Today the Mannheim Regional Court held another Apple trial -- in this litigation, Motorola Mobility is the defendant -- a few hours after an Apple v. HTC trial (over the same patent) that resulted in a stipulated stay.
I thought that the most likely outcome of the afternoon trial was also a stay, but no: Apple's lawyers, from the renowned Bardehle Pagenberg firm, demonstrated their incessant commitment to achieving the best result possible for their client: during the lunch break between the trials, they followed up on one of Judge Dr. Kircher's tentative claim constructions and identified a potential indication of an infringement of the multlingual alphabet patent Apple acquired from Mitsubishi. In particular, they found out that one or more of Motorola's accused devices have a Russian keyboard map that offers 100% of all Cyrillic characters actually used in the Russian language, and nothing more than that. Under the tentative claim construction, supersetting and subsetting would be deemed to put one particular language-specific keyboard just outside the scope of protection of the patent-in-suit. Supersets were identified in connection with at least three languages (English, German, French). The finding does not yet constitute a complete infringement theory under the judge's claim construction, but if Apple found only one or more keyboard map that meets this criterion, it would have a chance to win an infringement ruling (the validity of the patent is nevertheless an issue).
Why didn't this come up before? Because Apple's lawyers previously built their infringement allegations on a different legal interpretation of the asserted patent claim, and they didn't know about the judge's understanding of the patent until this morning's HTC trial. By U.S. standards, this situation will appear very odd. Under the Markman procedure in the United States, judges construe disputed claim terms (at least up to a certain maximum number of terms) well ahead of trial. Both plaintiffs and defendants can then amend their infringement-related arguments if necessary. But in Mannheim, there is usually only one hearing, which amounts to a trial, and claim construction is not clarified beforehand. The process here is condensed and much faster than in the U.S., but every upside has a downside. (By the way, the Munich I Regional Court conducts two hearings before a decision, giving parties the benefit of an early first hearing at which the court takes a preliminary position on the key issues.)
Judge Dr. Kircher granted Apple's request (which Motorola opposed) to file a post-trial pleading related to the question of such keyboard maps that are neither supersets nor subsets of the standard alphabet of a given language. He noted that this would likely require a second trial further down the road, and the case would probably be stayed at that stage for the same reason he outlined earlier today in connection with the HTC case. But Apple's lawyers want to make headway with the infringement part of the case and therefore asked for a decision based on their amended contentions.
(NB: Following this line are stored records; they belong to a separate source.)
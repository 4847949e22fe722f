//! Diagnostic logging setup.
//!
//! Logs go to stderr so stdout stays reserved for results. `RUST_LOG`
//! overrides the level chosen from the verbosity flags.

use tracing::Level;
use tracing_subscriber::EnvFilter;

/// Maps `--verbose` / `--quiet` to a default log level.
pub const fn level_for(verbose: bool, quiet: bool) -> Level {
    if verbose {
        Level::DEBUG
    } else if quiet {
        Level::ERROR
    } else {
        Level::WARN
    }
}

/// Installs the global subscriber.
pub fn init(verbose: bool, quiet: bool) {
    let default = level_for(verbose, quiet);
    let filter = EnvFilter::builder()
        .with_default_directive(default.into())
        .from_env_lossy();

    // try_init so a second call (tests) is harmless
    let _ = tracing_subscriber::fmt()
        .with_env_filter(filter)
        .with_target(false)
        .with_writer(std::io::stderr)
        .try_init();
}

#[cfg(test)]
mod tests {
    use super::*;

    #[test]
    fn test_level_for() {
        assert_eq!(level_for(true, false), Level::DEBUG);
        assert_eq!(level_for(false, true), Level::ERROR);
        assert_eq!(level_for(false, false), Level::WARN);
    }
}
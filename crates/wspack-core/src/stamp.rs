//! Entry metadata for archive members.
//!
//! Selected entries get a synthesized record: the current local time and a
//! fixed regular-file mode. Every other entry carries the timestamp and
//! permission bits of the file on disk.

use chrono::DateTime as ChronoDateTime;
use chrono::Datelike;
use chrono::Local;
use chrono::Timelike;
use std::fs::Metadata;
use std::time::SystemTime;
use zip::DateTime;
use zip::write::SimpleFileOptions;

/// Unix mode of a regular file with `rwxr-xr-x` permissions (`S_IFREG | 0755`).
pub const REGULAR_FILE_MODE_0755: u32 = 0o100_755;

/// Packs Unix mode bits into a ZIP external-attributes value.
///
/// ZIP archives created on Unix store `st_mode` in the upper 16 bits of the
/// 32-bit external-attributes field of the central directory; the lower 16
/// bits hold MS-DOS attributes and are left zero.
///
/// # Examples
///
/// ```
/// use wspack_core::stamp::REGULAR_FILE_MODE_0755;
/// use wspack_core::stamp::external_attributes;
///
/// assert_eq!(external_attributes(REGULAR_FILE_MODE_0755), 0x81ED_0000);
/// ```
#[must_use]
pub const fn external_attributes(mode: u32) -> u32 {
    mode << 16
}

/// Metadata policy for one archive entry.
#[derive(Debug, Clone, Copy, PartialEq)]
pub enum EntryStamp {
    /// Synthesized modification time and mode.
    Stamped {
        /// Modification time recorded in the entry.
        modified: DateTime,
        /// Unix mode recorded in the entry.
        mode: u32,
    },

    /// Timestamp and permissions taken from the file on disk.
    Preserved,
}

impl EntryStamp {
    /// Stamps the current local time with [`REGULAR_FILE_MODE_0755`].
    #[must_use]
    pub fn stamped_now() -> Self {
        Self::Stamped {
            modified: zip_datetime(&Local::now()),
            mode: REGULAR_FILE_MODE_0755,
        }
    }

    /// Returns `true` for synthesized metadata.
    #[must_use]
    pub const fn is_stamped(&self) -> bool {
        matches!(self, Self::Stamped { .. })
    }

    /// Applies this policy to base file options.
    ///
    /// For [`EntryStamp::Preserved`] the file's own metadata is consulted; a
    /// platform that cannot report modification time or mode keeps the
    /// corresponding base option.
    #[must_use]
    pub fn apply(&self, options: SimpleFileOptions, metadata: &Metadata) -> SimpleFileOptions {
        match *self {
            Self::Stamped { modified, mode } => options
                .last_modified_time(modified)
                .unix_permissions(mode),
            Self::Preserved => {
                let options = match metadata.modified() {
                    Ok(mtime) => options.last_modified_time(zip_datetime_from_system(mtime)),
                    Err(_) => options,
                };
                with_disk_permissions(options, metadata)
            }
        }
    }
}

#[cfg(unix)]
fn with_disk_permissions(options: SimpleFileOptions, metadata: &Metadata) -> SimpleFileOptions {
    use std::os::unix::fs::PermissionsExt;
    options.unix_permissions(metadata.permissions().mode())
}

#[cfg(not(unix))]
fn with_disk_permissions(options: SimpleFileOptions, _metadata: &Metadata) -> SimpleFileOptions {
    options
}

/// Converts a local timestamp to a ZIP (MS-DOS) timestamp.
///
/// MS-DOS time covers 1980-2107 with two-second resolution; timestamps
/// outside that range fall back to the ZIP default (1980-01-01 00:00:00).
#[must_use]
pub fn zip_datetime(time: &ChronoDateTime<Local>) -> DateTime {
    let year = u16::try_from(time.year()).unwrap_or(0);
    #[allow(clippy::cast_possible_truncation)]
    let converted = DateTime::from_date_and_time(
        year,
        time.month() as u8,
        time.day() as u8,
        time.hour() as u8,
        time.minute() as u8,
        time.second() as u8,
    );
    converted.unwrap_or_default()
}

/// Converts a filesystem timestamp to a ZIP timestamp in local time.
#[must_use]
pub fn zip_datetime_from_system(time: SystemTime) -> DateTime {
    zip_datetime(&ChronoDateTime::<Local>::from(time))
}

#[cfg(test)]
#[allow(clippy::unwrap_used)]
mod tests {
    use super::*;
    use chrono::TimeZone;
    use std::time::Duration;

    #[test]
    fn test_external_attributes_layout() {
        assert_eq!(external_attributes(REGULAR_FILE_MODE_0755) >> 16, 0o100_755);
        assert_eq!(external_attributes(REGULAR_FILE_MODE_0755) & 0xFFFF, 0);
        assert_eq!(external_attributes(0o100_644), 0o100_644 << 16);
    }

    #[test]
    fn test_zip_datetime_fields() {
        let local = Local.with_ymd_and_hms(2024, 3, 9, 14, 25, 36).unwrap();
        let dt = zip_datetime(&local);
        assert_eq!(dt.year(), 2024);
        assert_eq!(dt.month(), 3);
        assert_eq!(dt.day(), 9);
        assert_eq!(dt.hour(), 14);
        assert_eq!(dt.minute(), 25);
        assert_eq!(dt.second(), 36);
    }

    #[test]
    fn test_zip_datetime_out_of_range_falls_back() {
        let local = Local.with_ymd_and_hms(1975, 6, 1, 12, 0, 0).unwrap();
        assert_eq!(zip_datetime(&local), DateTime::default());
    }

    #[test]
    fn test_zip_datetime_from_system() {
        // 2001-06-15 in every time zone
        let time = SystemTime::UNIX_EPOCH + Duration::from_secs(992_606_400);
        let dt = zip_datetime_from_system(time);
        assert_eq!(dt.year(), 2001);
        assert_eq!(dt.month(), 6);
    }

    #[test]
    fn test_stamped_now_uses_fixed_mode() {
        let stamp = EntryStamp::stamped_now();
        assert!(stamp.is_stamped());
        match stamp {
            EntryStamp::Stamped { modified, mode } => {
                assert_eq!(mode, REGULAR_FILE_MODE_0755);
                assert_eq!(i32::from(modified.year()), Local::now().year());
            }
            EntryStamp::Preserved => unreachable!(),
        }
        assert!(!EntryStamp::Preserved.is_stamped());
    }
}
//! CLI argument parsing using clap.

use clap::Parser;
use clap::Subcommand;
use clap_complete::Shell;
use std::path::PathBuf;
use wspack_core::PackConfig;
use wspack_core::PrefixMatch;
use wspack_core::config::DEFAULT_OUTPUT;
use wspack_core::config::DEFAULT_SOURCE_DIR;
use wspack_core::config::DEFAULT_SUFFIX;

#[derive(Parser)]
#[command(name = "wspack")]
#[command(author, version, about, long_about = None)]
#[command(propagate_version = true)]
pub struct Cli {
    #[command(subcommand)]
    pub command: Commands,

    /// Enable verbose output
    #[arg(short, long, global = true)]
    pub verbose: bool,

    /// Suppress non-error output
    #[arg(short, long, global = true, conflicts_with = "verbose")]
    pub quiet: bool,

    /// Output results in JSON format
    #[arg(short, long, global = true)]
    pub json: bool,
}

#[derive(Subcommand)]
pub enum Commands {
    /// Package a directory into a ZIP archive
    Pack(PackArgs),
    /// Generate shell completions
    Completion(CompletionArgs),
}

#[derive(clap::Args)]
pub struct PackArgs {
    /// Directory to package
    #[arg(value_name = "SOURCE", default_value = DEFAULT_SOURCE_DIR)]
    pub source: PathBuf,

    /// Output archive file path
    #[arg(value_name = "OUTPUT", default_value = DEFAULT_OUTPUT)]
    pub output: PathBuf,

    /// Suffix appended to the source directory name to select stamped files
    #[arg(long, value_name = "SUFFIX", default_value = DEFAULT_SUFFIX)]
    pub suffix: String,

    /// Insert a path separator between directory name and suffix
    #[arg(long)]
    pub segment_match: bool,

    /// Compression level (1-9)
    #[arg(short = 'l', long, value_parser = clap::value_parser!(u8).range(1..=9))]
    pub compression_level: Option<u8>,

    /// Descend into symlinked directories
    #[arg(long)]
    pub follow_symlinks: bool,

    /// Fail instead of replacing an existing archive
    #[arg(short = 'n', long)]
    pub no_clobber: bool,
}

impl PackArgs {
    /// Maps command-line flags onto a packaging configuration.
    pub fn to_config(&self) -> PackConfig {
        let mode = if self.segment_match {
            PrefixMatch::Segment
        } else {
            PrefixMatch::Literal
        };

        let config = PackConfig::new(&self.source, &self.output)
            .with_suffix(self.suffix.clone())
            .with_match_mode(mode)
            .with_follow_symlinks(self.follow_symlinks)
            .with_overwrite(!self.no_clobber);

        match self.compression_level {
            Some(level) => config.with_compression_level(level),
            None => config,
        }
    }
}

#[derive(clap::Args)]
pub struct CompletionArgs {
    /// Target shell
    #[arg(value_enum)]
    pub shell: Shell,
}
It appears to me that Apple won't find another language with a Latin alphabet that meets the neither-superset-nor-subset criterion. But it might find a language-specific keyboard with some other, non-Latin, alphabet that does.
If Apple's legal team finds a second keyboard map of this kind (or a third, fourth etc.), the court might still conclude that there' no infringement, depending on whether its final interpretation of the patent comes down to requiring this for each keyboard map. And even if the court concluded that it's enough to have two or more such keyboard maps (one would definitely not suffice given the way the patent is phrased), an infringement ruling would entitle Apple to damages for past infringement but Motorola could easily work around an injunction by simply adding characters to such keyboard maps as the Russian one.
It was probably a bad design choice by Motorola (or Google) in the first place not to offer additional characters for the Russian keyboard map: in Russian texts, it's fairly common to see individual words in the Latin alphabet. For example, while names are frequently transcribed to Russian by simply spelling them in Cyrillic letters according to the phonetics of each name in its original language, names are sometimes additionally or alternatively spelled out in Latin letters. Here's a guest article I wrote for Russia's leading financial daily, Kommersant. It contains such names as Apple, iPhone, iPad, Nokia and Samsung in Latin letters. (While I learned Russian a long time ago, for four years, I authored this op-ed in English and a Russian editor translated it.)
Besides an entitlement to damages for past infringement and implications for litigation expenses under the German "loser pays" rule, an injunction would give Apple some tactical options going forward -- and would probably be a much better basis for an appeal (that would seek to widen the scope of the injunction) than a complete non-infringement decision. It could also save time. At any rate, what these lawyers did during the break between the two trials, and the way they fought for their right to amend their contentions even though the judge urged them to consider that the patent will probably be deemed invalid, is honors the legacy of Steve Jobs.
No one is ever beaten unless he gives up the fight.
The Mannheim court will make a decision on this case on June 22, 2012, the same day on which it will rule on the lawsuit against Samsung over the same patent. This timing doesn't imply identical decisions, especially since the Motorola case now clearly raises different issues. The most likely outcome for the Motorola case is that the court orders a second trial. The judge noted that it might appear odd to observers and the parties if there are seemingly inconsistent rulings in the end, but even though the patent and the accused technologies may suggest consistent decisions, these cases didn't evolve in identical ways.